ASSIGNED TASK
Examine each line of the data, and copy the ones containing "tail".

Saved data entries
▬▬▬▬▬▬▬▬▬▬

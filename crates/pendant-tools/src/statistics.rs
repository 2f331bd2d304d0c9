//! # 统计工具
//!
//! 平衡表面张力与时间序列的描述统计

use pendant_protocol::TimeSeries;
use serde::{Deserialize, Serialize};
use tracing::info;

/// 计算平衡表面张力时取的末尾采样数
pub const DEFAULT_EQUILIBRIUM_WINDOW: usize = 100;

/// 平衡表面张力：末尾 `window` 个采样的平均值
///
/// 采样不足 `window` 个时对全部采样取平均并记录日志；空序列返回 `None`。
pub fn equilibrium_surface_tension(series: &TimeSeries, window: usize) -> Option<f64> {
    if series.is_empty() {
        return None;
    }
    let samples = series.samples();
    let tail = if samples.len() > window {
        &samples[samples.len() - window..]
    } else {
        info!(
            "Less than {} samples measured ({}), averaging all of them",
            window,
            samples.len()
        );
        samples
    };
    let sum: f64 = tail.iter().map(|s| s.surface_tension).sum();
    Some(sum / tail.len() as f64)
}

/// 时间序列统计
#[derive(Debug, Clone, PartialEq, Serialize, Deserialize)]
pub struct SeriesStatistics {
    /// 采样数
    pub count: usize,

    /// 平均表面张力（mN/m）
    pub mean: f64,

    pub min: f64,

    pub max: f64,

    /// 标准差（总体）
    pub std_dev: f64,

    /// 首末采样的时间跨度（秒）
    pub duration_s: f64,
}

impl SeriesStatistics {
    /// 空序列返回 `None`
    pub fn from_series(series: &TimeSeries) -> Option<Self> {
        let samples = series.samples();
        let first = samples.first()?;
        let last = samples.last()?;

        let count = samples.len();
        let mean = samples.iter().map(|s| s.surface_tension).sum::<f64>() / count as f64;
        let variance = samples
            .iter()
            .map(|s| (s.surface_tension - mean).powi(2))
            .sum::<f64>()
            / count as f64;
        let (min, max) = samples.iter().fold((f64::INFINITY, f64::NEG_INFINITY), |(lo, hi), s| {
            (lo.min(s.surface_tension), hi.max(s.surface_tension))
        });

        Some(Self {
            count,
            mean,
            min,
            max,
            std_dev: variance.sqrt(),
            duration_s: last.elapsed_s - first.elapsed_s,
        })
    }
}
//! 容器几何
//!
//! 液面高度只由几何常量和当前体积决定（纯函数）。体积单位 µL = mm³。

use serde::{Deserialize, Serialize};
use std::f64::consts::PI;

/// 15 mL 离心管：内径、死体积（µL）、底部锥形段等效高度
const FALCON_15: TubeConstants = TubeConstants {
    diameter_mm: 15.25,
    dead_volume_ul: 1000.0,
    bottom_mm: 15.0,
};

/// 50 mL 离心管
const FALCON_50: TubeConstants = TubeConstants {
    diameter_mm: 28.0,
    dead_volume_ul: 5000.0,
    bottom_mm: 21.0,
};

const GLASS_VIAL_DIAMETER_MM: f64 = 18.0;
const PLATE_WELL_DIAMETER_MM: f64 = 6.96;

/// Eppendorf 管：上部直径、锥底直径、锥段高度
const EPPENDORF_DIAMETER_MM: f64 = 10.0;
const EPPENDORF_TIP_DIAMETER_MM: f64 = 2.0;
const EPPENDORF_CONE_HEIGHT_MM: f64 = 18.6;
const EPPENDORF_TIP_CLEARANCE_MM: f64 = 3.0;

struct TubeConstants {
    diameter_mm: f64,
    dead_volume_ul: f64,
    bottom_mm: f64,
}

/// 容器几何类型
#[derive(Debug, Clone, Copy, PartialEq, Eq, Hash, Serialize, Deserialize)]
#[serde(rename_all = "snake_case")]
pub enum Geometry {
    FalconTube15,
    FalconTube50,
    Eppendorf,
    GlassVial,
    PlateWell,
    /// 液滴台：液滴悬挂在枪头上，台本身不储液
    DropStage,
    /// 光源支架
    LightHolder,
    /// 废液桶
    Trash,
}

impl Geometry {
    /// 给定体积下的液面高度（mm，从容器底部算起），不会小于 0
    pub fn height_mm(&self, volume_ul: f64) -> f64 {
        let volume_ul = volume_ul.max(0.0);
        let height = match self {
            Geometry::FalconTube15 => tube_height(&FALCON_15, volume_ul),
            Geometry::FalconTube50 => tube_height(&FALCON_50, volume_ul),
            Geometry::GlassVial => volume_ul / circle_area(GLASS_VIAL_DIAMETER_MM) - 1.0,
            Geometry::PlateWell => volume_ul / circle_area(PLATE_WELL_DIAMETER_MM),
            Geometry::Eppendorf => eppendorf_height(volume_ul),
            Geometry::DropStage | Geometry::LightHolder | Geometry::Trash => 0.0,
        };
        height.max(0.0)
    }

    /// 直通工位：吸液/分液不改变体积，只记录液体身份
    pub fn is_pass_through(&self) -> bool {
        matches!(
            self,
            Geometry::DropStage | Geometry::LightHolder | Geometry::Trash
        )
    }
}

fn circle_area(diameter_mm: f64) -> f64 {
    PI * (diameter_mm / 2.0).powi(2)
}

fn tube_height(tube: &TubeConstants, volume_ul: f64) -> f64 {
    (volume_ul - tube.dead_volume_ul) / circle_area(tube.diameter_mm) + tube.bottom_mm
}

fn eppendorf_height(volume_ul: f64) -> f64 {
    let d = EPPENDORF_DIAMETER_MM;
    let d2 = EPPENDORF_TIP_DIAMETER_MM;
    let cone_factor = d * d + d * d2 + d2 * d2;
    let cone_volume = PI * EPPENDORF_CONE_HEIGHT_MM * cone_factor / 12.0;
    if volume_ul < cone_volume {
        12.0 * volume_ul / (PI * cone_factor) - EPPENDORF_TIP_CLEARANCE_MM
    } else {
        (volume_ul - cone_volume) / circle_area(d) + EPPENDORF_CONE_HEIGHT_MM
            - EPPENDORF_TIP_CLEARANCE_MM
    }
}
//! Axis-aligned rectangles for hitboxes and the play area
//!
//! All entities are positioned by their top-left corner, with y growing
//! downward (screen convention).

use glam::Vec2;
use serde::{Deserialize, Serialize};

/// An axis-aligned box: top-left corner plus size
#[derive(Debug, Clone, Copy, PartialEq, Serialize, Deserialize)]
pub struct Rect {
    pub pos: Vec2,
    pub size: Vec2,
}

impl Rect {
    pub fn new(pos: Vec2, size: Vec2) -> Self {
        Self { pos, size }
    }

    #[inline]
    pub fn left(&self) -> f32 {
        self.pos.x
    }

    #[inline]
    pub fn right(&self) -> f32 {
        self.pos.x + self.size.x
    }

    #[inline]
    pub fn top(&self) -> f32 {
        self.pos.y
    }

    #[inline]
    pub fn bottom(&self) -> f32 {
        self.pos.y + self.size.y
    }

    pub fn center(&self) -> Vec2 {
        self.pos + self.size * 0.5
    }

    /// Strict overlap test; boxes that only share an edge do not overlap
    pub fn overlaps(&self, other: &Rect) -> bool {
        self.left() < other.right()
            && self.right() > other.left()
            && self.top() < other.bottom()
            && self.bottom() > other.top()
    }

    /// True when this box lies entirely beyond a `w x h` area grown by `margin`
    pub fn is_beyond(&self, width: f32, height: f32, margin: f32) -> bool {
        self.right() < -margin
            || self.left() > width + margin
            || self.bottom() < -margin
            || self.top() > height + margin
    }

    /// True when this box lies fully inside a `w x h` area
    pub fn is_inside(&self, width: f32, height: f32) -> bool {
        self.left() >= 0.0 && self.top() >= 0.0 && self.right() <= width && self.bottom() <= height
    }
}

/// Clamp a top-left position so a box of `size` stays inside a `w x h` area.
///
/// When the area is smaller than the box the position collapses to 0 on
/// that axis.
pub fn clamp_into(pos: Vec2, size: Vec2, width: f32, height: f32) -> Vec2 {
    let max_x = (width - size.x).max(0.0);
    let max_y = (height - size.y).max(0.0);
    Vec2::new(pos.x.max(0.0).min(max_x), pos.y.max(0.0).min(max_y))
}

▬▬▬▬▬▬▬▬▬▬

REPLY
    let tail = if samples.len() > window {
    let sum: f64 = tail.iter().map(|s| s.surface_tension).sum();
    Some(sum / tail.len() as f64)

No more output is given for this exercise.